There has been much more on the Committee on Capital Markets Regulation (a.k.a. the Paulson Committee) and its potential litigation recommendations in the Wall Street Journal this week.
(1) An op-ed (subscrip. req’d) in Monday’s edition, written by two Committee members, discussed the Committee’s concerns and goals.
Quote of note: “In addition to regulation and accounting standards, the liability system can also affect the competitiveness of U.S. markets. Firms are sometimes confronted with circumstances in litigation, including securities class-action suits, where even a small probability of loss, given the size of claims, could result in bankruptcy. Consequently, companies often must agree to large settlements that result in reduced value for shareholders rather than pursuing a successful outcome on the merits of its case.”
(2) An article (subscrip. req’d) in Wednesday’s edition discussed the desire of accounting firms to limit the potential liability for their audit work and the Committee’s possible recommendations on this issue.

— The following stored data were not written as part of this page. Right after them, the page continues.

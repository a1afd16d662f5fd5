use crate::client::IdpClient;
use crate::error::IdpError;
use crate::memberships::MembershipPlan;
use crate::model::User;

use serde::{Deserialize, Serialize};
use std::collections::{HashMap, HashSet};
use strata_http::{Clock, Transport};
use tracing::{debug, info, warn};

pub const CSV_HEADER: [&str; 10] = [
    "email",
    "first_name",
    "last_name",
    "login",
    "status",
    "department",
    "title",
    "manager_email",
    "groups",
    "custom_profile_attributes",
];

/// One line of the users export.
#[derive(Debug, Clone, Default, PartialEq, Eq, Serialize, Deserialize)]
#[serde(default)]
pub struct UserRow {
    pub email: String,
    pub first_name: String,
    pub last_name: String,
    pub login: String,
    pub status: String,
    pub department: String,
    pub title: String,
    pub manager_email: String,
    /// Comma-joined, sorted.
    pub groups: String,
    /// JSON object, or empty.
    pub custom_profile_attributes: String,
}

impl UserRow {
    pub fn group_names(&self) -> impl Iterator<Item = &str> {
        self.groups.split(',').map(str::trim).filter(|g| !g.is_empty())
    }
}

#[derive(Debug, Clone)]
pub struct UserExportOptions {
    pub include_deprovisioned: bool,
    pub include_groups: bool,
    pub include_manager: bool,
    /// Only members of this group.
    pub group: Option<String>,
}

impl Default for UserExportOptions {
    fn default() -> Self {
        Self {
            include_deprovisioned: false,
            include_groups: true,
            include_manager: true,
            group: None,
        }
    }
}

pub async fn export_users<T: Transport, C: Clock>(
    client: &IdpClient<T, C>,
    options: &UserExportOptions,
) -> Result<Vec<UserRow>, IdpError> {
    let mut users = client.list_users(options.include_deprovisioned).await?;

    if let Some(name) = &options.group {
        let members: HashSet<String> = match client.find_group_by_name(name).await? {
            Some(group) => client
                .group_members(&group.id)
                .await?
                .into_iter()
                .map(|u| u.id)
                .collect(),
            None => {
                warn!(group = %name, "Group not found");
                HashSet::new()
            }
        };
        users.retain(|u| members.contains(&u.id));
        info!(group = %name, count = users.len(), "Filtered users by group");
    }

    let email_by_id: HashMap<&str, &str> = users
        .iter()
        .map(|u| (u.id.as_str(), u.profile.email.as_str()))
        .collect();

    let mut rows = Vec::with_capacity(users.len());
    for (index, user) in users.iter().enumerate() {
        let mut row = base_row(user);

        if options.include_manager {
            row.manager_email = match user
                .profile
                .manager_id
                .as_deref()
                .and_then(|id| email_by_id.get(id))
            {
                Some(email) => email.to_string(),
                None => match client.manager_email(&user.id).await {
                    Ok(email) => email.unwrap_or_default(),
                    Err(e) => {
                        debug!(user = %user.id, "Manager lookup failed: {e}");
                        String::new()
                    }
                },
            };
        }

        if options.include_groups {
            let mut names: Vec<String> = client
                .user_groups(&user.id)
                .await?
                .into_iter()
                .filter(|g| g.is_okta_group() && !g.is_system())
                .map(|g| g.profile.name)
                .collect();
            names.sort();
            row.groups = names.join(",");
        }

        rows.push(row);
        if (index + 1) % 50 == 0 {
            info!("Processed {}/{} users", index + 1, users.len());
        }
    }

    Ok(rows)
}

fn base_row(user: &User) -> UserRow {
    let profile = &user.profile;
    let custom = profile.custom_attributes();

    UserRow {
        email: profile.email.clone(),
        first_name: profile.first_name.clone().unwrap_or_default(),
        last_name: profile.last_name.clone().unwrap_or_default(),
        login: profile.login.clone(),
        status: user.status.clone().unwrap_or_else(|| "ACTIVE".to_string()),
        department: profile.department.clone().unwrap_or_default(),
        title: profile.title.clone().unwrap_or_default(),
        custom_profile_attributes: if custom.is_empty() {
            String::new()
        } else {
            serde_json::Value::Object(custom).to_string()
        },
        ..Default::default()
    }
}

/// Header row, `#` comment lines with provenance, then one row per user.
pub fn users_csv(rows: &[UserRow], org_name: &str, exported_at: &str) -> Result<Vec<u8>, IdpError> {
    let mut header = csv::Writer::from_writer(Vec::new());
    header.write_record(CSV_HEADER)?;
    let mut buf = header
        .into_inner()
        .map_err(|e| IdpError::Csv(csv::Error::from(e.into_error())))?;

    let comments = format!(
        "# Exported from Okta org: {org_name}\n# Export date: {exported_at}\n# Total users: {}\n",
        rows.len()
    );
    buf.extend_from_slice(comments.as_bytes());

    let mut writer = csv::WriterBuilder::new()
        .has_headers(false)
        .from_writer(buf);
    for row in rows {
        writer.serialize(row)?;
    }
    writer
        .into_inner()
        .map_err(|e| IdpError::Csv(csv::Error::from(e.into_error())))
}

/// Parses a users export; comment lines and repeated header rows are skipped.
pub fn parse_users_csv(data: &[u8]) -> Result<Vec<UserRow>, IdpError> {
    let mut reader = csv::ReaderBuilder::new()
        .comment(Some(b'#'))
        .flexible(true)
        .trim(csv::Trim::All)
        .from_reader(data);

    let mut rows = Vec::new();
    for record in reader.deserialize::<UserRow>() {
        let row = record?;
        if !row.email.is_empty() && row.email != CSV_HEADER[0] {
            rows.push(row);
        }
    }
    Ok(rows)
}

/// Group name to member emails, for [`apply_memberships`](crate::apply_memberships).
pub fn membership_plan(rows: &[UserRow]) -> MembershipPlan {
    let mut plan = MembershipPlan::new();
    for row in rows {
        for group in row.group_names() {
            plan.entry(group.to_string())
                .or_default()
                .push(row.email.clone());
        }
    }
    plan
}

#[cfg(test)]
mod tests {
    use super::*;

    fn row(email: &str, groups: &str) -> UserRow {
        UserRow {
            email: email.into(),
            first_name: "First".into(),
            login: email.into(),
            status: "ACTIVE".into(),
            groups: groups.into(),
            ..Default::default()
        }
    }

    #[test]
    fn csv_has_header_then_comments_then_rows() {
        let mut with_custom = row("a@x.com", "Eng,Ops");
        with_custom.custom_profile_attributes = r#"{"badge":"7"}"#.into();
        let rows = vec![with_custom, row("b@x.com", "")];

        let data = users_csv(&rows, "acme", "2024-05-01T00:00:00Z").unwrap();
        let text = String::from_utf8(data.clone()).unwrap();
        let lines: Vec<&str> = text.lines().collect();

        assert_eq!(lines[0], CSV_HEADER.join(","));
        assert_eq!(lines[1], "# Exported from Okta org: acme");
        assert_eq!(lines[3], "# Total users: 2");
        assert!(lines[4].starts_with("a@x.com,"));
        assert!(lines[4].contains(r#""Eng,Ops""#));
        assert!(lines[4].contains(r#""{""badge"":""7""}""#));

        let parsed = parse_users_csv(&data).unwrap();
        assert_eq!(parsed, rows);
    }

    #[test]
    fn repeated_header_rows_are_not_users() {
        let header = CSV_HEADER.join(",");
        let data = format!(
            "{header}\n# Exported from Okta org: acme\na@x.com,A,,a@x.com,ACTIVE,,,,Eng,\n{header}\nb@x.com,B,,b@x.com,ACTIVE,,,,Eng,\n"
        );

        let parsed = parse_users_csv(data.as_bytes()).unwrap();
        let emails: Vec<&str> = parsed.iter().map(|r| r.email.as_str()).collect();
        assert_eq!(emails, vec!["a@x.com", "b@x.com"]);

        let plan = membership_plan(&parsed);
        assert_eq!(plan.len(), 1);
        assert_eq!(plan["Eng"], vec!["a@x.com", "b@x.com"]);
    }

    #[test]
    fn plan_inverts_rows_by_group() {
        let rows = vec![row("a@x.com", "Eng, Ops"), row("b@x.com", "Eng"), row("c@x.com", "")];
        let plan = membership_plan(&rows);

        assert_eq!(plan.len(), 2);
        assert_eq!(plan["Eng"], vec!["a@x.com", "b@x.com"]);
        assert_eq!(plan["Ops"], vec!["a@x.com"]);
    }
}
use crate::args::StateArgs;
use crate::output::{dry_run_prefix, exit_code, print_json};

use anyhow::{Context, bail};
use clap::Subcommand;
use serde_json::json;
use std::path::PathBuf;
use std::process::ExitCode;
use strata_core::prelude::*;
use strata_fs::{ManifestBuilder, read_manifest, write_manifest};
use strata_s3::S3StateStore;
use strata_state::{
    BackupRequest, FullRestoreReport, ProvisioningOutcome, RestoreOutcome, RestoreTarget, StateBackup,
    StateRestore, backup_local, default_terraform_dir,
};
use strata_terraform::TerraformCli;
use tracing::info;

#[derive(Subcommand)]
pub enum StateCommand {
    /// Record the current state version in a state-based manifest
    Backup {
        /// Environment name (matches environments/ directory)
        #[arg(short, long)]
        environment: String,

        /// Backup directory
        #[arg(short, long)]
        output: PathBuf,

        #[command(flatten)]
        state: StateArgs,

        /// Copy a local state file instead of reading the bucket
        #[arg(long, conflicts_with = "state_bucket")]
        local_state: Option<PathBuf>,

        #[arg(long, env = "OKTA_ORG_NAME")]
        org_name: Option<String>,

        #[arg(long, default_value_t = Schedule::Manual)]
        schedule: Schedule,

        /// Also download the state at the captured version
        #[arg(long)]
        download_state: bool,
    },
    /// Bring back an earlier state version, optionally followed by plan and apply
    Restore {
        /// Manifest written by `state backup`
        #[arg(short, long, required_unless_present = "version_id", conflicts_with = "version_id")]
        manifest: Option<PathBuf>,

        /// Version to restore (requires --state-bucket and --state-key)
        #[arg(long)]
        version_id: Option<String>,

        #[command(flatten)]
        state: StateArgs,

        /// Run init, plan and apply after restoring the state
        #[arg(long)]
        full_restore: bool,

        /// Defaults to environments/<environment>/terraform when a manifest is used
        #[arg(long)]
        terraform_dir: Option<PathBuf>,

        #[arg(long)]
        auto_approve: bool,

        #[arg(long)]
        dry_run: bool,
    },
    /// List versions of the state object, newest first
    Versions {
        #[command(flatten)]
        state: StateArgs,

        #[arg(long, default_value_t = 20)]
        limit: usize,

        #[arg(long)]
        json: bool,
    },
}

pub async fn manifest(
    backup_dir: PathBuf,
    output: Option<PathBuf>,
    org_name: Option<String>,
    schedule: Schedule,
    state: StateArgs,
    state_version: Option<String>,
) -> anyhow::Result<ExitCode> {
    if !backup_dir.is_dir() {
        return Err(ConfigError::Invalid(format!("backup directory not found: {}", backup_dir.display())).into());
    }
    let output = output.unwrap_or_else(|| backup_dir.join(MANIFEST_FILE_NAME));
    let pointer = state.location()?.map(|location| {
        StateReference::Pointer(StatePointer {
            s3_bucket: location.bucket,
            s3_key: location.key,
            version_id: state_version,
        })
    });

    println!("🔍 Scanning {}...", backup_dir.display());
    let manifest = ManifestBuilder::new(&backup_dir, org_name.unwrap_or_else(|| "unknown".into()))
        .schedule(schedule)
        .state_reference(pointer)
        .build()
        .await?;
    write_manifest(&manifest, &output).await?;

    println!("✅ Manifest created: {}", output.display());
    if let Some(summary) = &manifest.summary {
        println!("  Total files: {}", summary.total_files);
        println!("  Total resources: {}", summary.total_resources);
    }
    Ok(ExitCode::SUCCESS)
}

pub async fn run(command: StateCommand) -> anyhow::Result<ExitCode> {
    match command {
        StateCommand::Backup {
            environment,
            output,
            state,
            local_state,
            org_name,
            schedule,
            download_state,
        } => {
            let request = BackupRequest::new(
                &environment,
                org_name.unwrap_or_else(|| "unknown".into()),
                &output,
            )
            .schedule(schedule);
            println!("🚀 Creating state-based backup for {environment} in {}", output.display());

            let outcome = match (state.location()?, local_state) {
                (Some(location), _) => {
                    println!("📦 Capturing s3://{}/{}", location.bucket, location.key);
                    let store = S3StateStore::from_env(&location).await;
                    StateBackup::new(store, &location.key)
                        .backup(&request, download_state)
                        .await?
                }
                (None, Some(path)) => {
                    println!("📦 Copying local state {}", path.display());
                    backup_local(&request, &path).await?
                }
                (None, None) => bail!("either --state-bucket/--state-key or --local-state is required"),
            };

            match outcome.manifest.captured_state()? {
                CapturedState::S3(remote) => {
                    println!("  Version ID: {}", remote.version_id.as_deref().unwrap_or("N/A"));
                    println!("  ETag: {}", remote.etag.as_deref().unwrap_or("N/A"));
                    if let Some(modified) = remote.last_modified {
                        println!("  Last Modified: {modified}");
                    }
                    if let Some(path) = &remote.backup_path {
                        println!("  Downloaded to: {path}");
                    }
                }
                CapturedState::Local(local) => {
                    println!("  SHA256: {}", local.sha256);
                    println!("  Size: {} bytes", local.size_bytes);
                }
            }
            println!("✅ Manifest created: {}", outcome.manifest_path.display());
            Ok(ExitCode::SUCCESS)
        }
        StateCommand::Restore {
            manifest,
            version_id,
            state,
            full_restore,
            terraform_dir,
            auto_approve,
            dry_run,
        } => {
            let target = match (&manifest, version_id) {
                (Some(path), _) => {
                    let manifest = read_manifest(path).await?;
                    RestoreTarget::from_manifest(&manifest)
                        .with_context(|| format!("cannot restore from {}", path.display()))?
                }
                (None, Some(version)) => RestoreTarget::version(state.require_location()?, version),
                (None, None) => bail!("either --manifest or --version-id is required"),
            };

            info!(
                bucket = %target.location.bucket,
                key = %target.location.key,
                version = %target.version_id,
                "Restore target resolved"
            );
            let store = S3StateStore::from_env(&target.location).await;
            let restore = StateRestore::new(store, &target.location.key);

            if !full_restore {
                let outcome = restore.restore_state(&target.version_id, dry_run).await?;
                print_restore(&outcome);
                return Ok(ExitCode::SUCCESS);
            }

            let dir = match (terraform_dir, &target.environment) {
                (Some(dir), _) => dir,
                (None, Some(env)) => default_terraform_dir(env),
                (None, None) => bail!("--terraform-dir is required for --full-restore without a manifest"),
            };
            let tool = TerraformCli::new(&dir)?;
            println!(
                "🚀 {}Full restore of {} to {} using {}",
                dry_run_prefix(dry_run),
                target.location.key,
                target.version_id,
                dir.display()
            );

            let report = restore
                .full_restore(&tool, &target.version_id, dry_run, auto_approve)
                .await?;
            print_full_restore(&report);
            Ok(exit_code(report.is_success()))
        }
        StateCommand::Versions { state, limit, json } => {
            let location = state.require_location()?;
            let store = S3StateStore::from_env(&location).await;
            let versions = StateRestore::new(store, &location.key)
                .list_versions(limit)
                .await?;

            if json {
                let rows: Vec<_> = versions
                    .iter()
                    .map(|v| {
                        json!({
                            "version_id": v.version_id,
                            "last_modified": v.last_modified,
                            "size": v.size,
                            "is_latest": v.is_latest,
                        })
                    })
                    .collect();
                print_json(&rows)?;
                return Ok(ExitCode::SUCCESS);
            }

            println!("Versions of s3://{}/{}:", location.bucket, location.key);
            for v in &versions {
                println!(
                    "  {} {:<40} {:>25} {:>10}",
                    if v.is_latest { "*" } else { " " },
                    v.version_id,
                    v.last_modified.map(|t| t.to_rfc3339()).unwrap_or_default(),
                    v.size.map(|s| s.to_string()).unwrap_or_default()
                );
            }
            Ok(ExitCode::SUCCESS)
        }
    }
}

fn print_restore(outcome: &RestoreOutcome) {
    match outcome {
        RestoreOutcome::AlreadyCurrent { version_id } => {
            println!("✅ State is already at version {version_id}; nothing to restore");
        }
        RestoreOutcome::DryRun { current, would_restore } => {
            println!("[DRY RUN] Current version: {}", current.as_deref().unwrap_or("N/A"));
            println!("[DRY RUN] Would restore version: {would_restore}");
        }
        RestoreOutcome::Restored {
            previous,
            restored_from,
            new,
        } => {
            println!("✅ State restored from version {restored_from}");
            println!("  Previous version: {}", previous.as_deref().unwrap_or("N/A"));
            println!("  New version: {}", new.as_deref().unwrap_or("N/A"));
        }
    }
}

fn print_full_restore(report: &FullRestoreReport) {
    print_restore(&report.state);

    match &report.provisioning {
        ProvisioningOutcome::DryRun { plan } => {
            println!("\n{}", plan.stdout);
            println!("[DRY RUN] Plan complete; apply skipped");
        }
        ProvisioningOutcome::Applied { apply, .. } => {
            println!("\n{}", apply.stdout);
            println!("✅ Terraform apply complete");
        }
        failed => {
            println!(
                "❌ Terraform {}: {}",
                failed.status(),
                failed.error().unwrap_or_default().trim()
            );
        }
    }
}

Quote of note: “Recognizing, though, that auditor liability overhaul might be a tough sell on Capitol Hill, the committee may suggest that the U.S. Securities and Exchange Commission come up with a solution, Mr. Scott said. ‘The SEC could modify their own rules regarding liability,’ he added. One idea under study: Allowing accounting firms to negotiate liability caps with clients, a practice now barred to preserve auditors’ independence.”